Scrambled Eggs:—Break the eggs in a dish, and beat the yolks and whites well together. Grease the bottom of the fry pan with butter, drop in the eggs and stir till done. Look out that it does not stick on at the bottom. Season with salt and pepper, after serving.

Omelette:—Break four eggs into the mixing dish: beat them well, and season with salt and pepper; rub a tablespoonful of flour in four times that quantity of milk, till it is smooth; pour into the eggs and beat all together. Have the fry pan well greased with butter, pour in the mixture and let it cook till the bottom is well set, and the top will not run; slip a thin knife under one side and turn one-half over onto the other. Cook as much as desired, turning occasionally, so that it will be evenly cooked. Don’t let it burn onto the pan; if it shows signs of burning before it is sufficiently cooked, drop a little piece of butter in the spot where the danger lies, and hold off the fire for a moment.

Ham Omelette:—Mince some boiled ham, season to taste with a little curry, or other condiments, and lay a large spoonful on the omelette before you turn the two halves together.

This fancy omelette may be varied in many ways. Minced beef, lamb, cheese, or even fish like salt cod and smoked halibut, gives the omelette a distinctive flavor.

Omelette aux Fine Herbes:—Break eight eggs in the stew pan, to which add a teaspoonful of chopped shallot or mild onion, one of chopped parsley, half a teaspoonful of salt, a little pepper, and two large tablespoonfuls of cream; beat them well together. Put two ounces of butter in the fry pan, set over the fire, and as soon as the butter has melted, so the egg will not stick, pour in the mixture, and stir quickly until it begins to set; hold it a moment till a crust forms on the bottom; turn one-half over the other, and serve. It must not be done too much.

Fricasseed Eggs:—Boil a half dozen eggs hard and slice them. Chop very fine a small onion, a little parsley or celery-leaves, and two or three mushrooms; put a generous lump of butter in the fry pan, season with salt and pepper; when the butter is melted, lay in the vegetables and heat thoroughly, but do not brown; add a gill of milk with a tablespoonful of flour rubbed in for thickening; lay in the eggs, let it come to a boil, and serve.

VEGETABLES.

All vegetables should be carefully looked over and washed in cold water. If to be boiled, drop them in boiling water, and if the water in the kettle gets low during the process, fill up with boiling water, never with cold. Keep the kettle covered, if possible, and drain off the water as soon as cooked. Some very strong flavored vegetables are improved by boiling in two waters. That is, when they are partly cooked, drain off the water, and fill up with fresh hot water. The question is often asked, how long shall we boil them? I never found any hard and fast rule. Perhaps the following table will be of assistance, but the time is variable. Small potatoes will cook five minutes quicker than large ones. It is a safe rule to cook until you can easily stick a splinter in the fleshy parts.

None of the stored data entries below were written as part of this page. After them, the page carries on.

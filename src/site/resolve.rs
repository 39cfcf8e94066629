use crate::{SiteError, SiteResult};
use url::Url;

/// Parses a URL that must be absolute http(s)
pub fn parse_absolute(url_str: &str) -> SiteResult<Url> {
    let url = Url::parse(url_str)?;

    if url.scheme() != "http" && url.scheme() != "https" {
        return Err(SiteError::InvalidScheme(url.scheme().to_string()));
    }

    Ok(url)
}

/// Resolves an event link href to an absolute URL
///
/// Returns None if the link should be ignored:
/// - empty hrefs
/// - javascript:, mailto:, tel: schemes and data: URIs
/// - fragment-only links
/// - anything that doesn't resolve to http(s)
///
/// # Examples
///
/// ```
/// use civic_calendar::site::resolve_href;
/// use url::Url;
///
/// let base = Url::parse("https://www.wayland.ma.us").unwrap();
/// let url = resolve_href("/select-board/events/1", &base).unwrap();
/// assert_eq!(url.as_str(), "https://www.wayland.ma.us/select-board/events/1");
/// ```
pub fn resolve_href(href: &str, base_url: &Url) -> Option<Url> {
    let href = href.trim();

    if href.is_empty() || href.starts_with('#') {
        return None;
    }

    let lower = href.to_ascii_lowercase();
    if lower.starts_with("javascript:")
        || lower.starts_with("mailto:")
        || lower.starts_with("tel:")
        || lower.starts_with("data:")
    {
        return None;
    }

    let absolute = base_url.join(href).ok()?;
    if absolute.scheme() == "http" || absolute.scheme() == "https" {
        Some(absolute)
    } else {
        None
    }
}

/// Derives the department from the first path segment of an event URL
///
/// `https://www.wayland.ma.us/board-assessors/events/123` yields
/// `board-assessors`. A URL with an empty path yields None.
pub fn department_from_url(url: &Url) -> Option<String> {
    url.path_segments()?
        .next()
        .filter(|segment| !segment.is_empty())
        .map(|segment| segment.to_string())
}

Potatoes, boiled20 to 30 minutes
Sweet potatoes, boiled45 minutes
Shell beans, boiled60 to 90 minutes
String beans, boiled60 minutes
Green peas, boiled20 to 40 minutes
Green corn, boiled10 to 15 minutes
Asparagus, boiled15 to 30 minutes
Cabbage, dandelions, spinach and other “greens”60 to 90 minutes
Turnips, parsnips and carrots60 to 90 minutes
Onions45 to 60 minutes

Pay the farmer for what you take, or you may find yourself, as well as the vegetables, in hot water.